What the task requires: Below are records; please give the number of their lines that contain the string "expect", and only that number.

Input:

· · · ·

use log::info;
use prometheus::Encoder;
use std::sync::atomic::{AtomicBool, Ordering};
use std::sync::Arc;
use warp::{Filter, Rejection, Reply};

/// Environment variable name for the shared metrics/health port.
const METRICS_PORT_LABEL: &str = "METRICS_PORT";
const DEFAULT_METRICS_PORT: u16 = 8080;

/// Shared liveness/readiness state, flipped by the owning binary
/// (controller on leader-gain/loss, agent on startup-complete).
#[derive(Clone, Default)]
pub struct HealthState {
    ready: Arc<AtomicBool>,
}

impl HealthState {
    pub fn new() -> Self {
        Self::default()
    }

    pub fn set_ready(&self, ready: bool) {
        self.ready.store(ready, Ordering::SeqCst);
    }

    pub fn is_ready(&self) -> bool {
        self.ready.load(Ordering::SeqCst)
    }
}

async fn metrics_handler() -> Result<impl Reply, Rejection> {
    let encoder = prometheus::TextEncoder::new();
    let mut buffer = Vec::new();
    encoder
        .encode(&prometheus::gather(), &mut buffer)
        .expect("couldn't encode prometheus metrics");
    let res =
        String::from_utf8(buffer).expect("prometheus metrics could not be converted to String");
    Ok(res)
}

/// Serves `/metrics`, `/health`, and `/ready` over one HTTP listener, per
/// SPEC_FULL.md §2a/§6. `/health` is always 200 once the server is up;
/// `/ready` reflects `health.is_ready()`, returning 423 when not ready.
pub async fn run_metrics_server(
    health: HealthState,
) -> Result<(), Box<dyn std::error::Error + Send + Sync + 'static>> {
    let port = match std::env::var(METRICS_PORT_LABEL) {
        Ok(p) => p.parse::<u16>()?,
        Err(_) => DEFAULT_METRICS_PORT,
    };
    info!(
        "starting metrics/health server on port {} at /metrics, /health, /ready",
        port
    );

    let metrics_route = warp::path!("metrics").and_then(metrics_handler);
    let health_route = warp::path!("health").map(|| warp::reply::with_status(
        "ok",
        warp::http::StatusCode::OK,
    ));
    let ready_health = health.clone();
    let ready_route = warp::path!("ready").map(move || {
        if ready_health.is_ready() {
            warp::reply::with_status("ready", warp::http::StatusCode::OK)
        } else {
            warp::reply::with_status("not ready", warp::http::StatusCode::from_u16(423).unwrap())
        }
    });

    let routes = metrics_route.or(health_route).or(ready_route);
    warp::serve(routes).run(([0, 0, 0, 0], port)).await;
    Ok(())
}

#[cfg(test)]
mod tests {
    use super::*;

    #[test]
    fn health_state_defaults_to_not_ready() {
        let h = HealthState::new();
        assert!(!h.is_ready());
        h.set_ready(true);
        assert!(h.is_ready());
    }
}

· · · ·

Output of the task: 2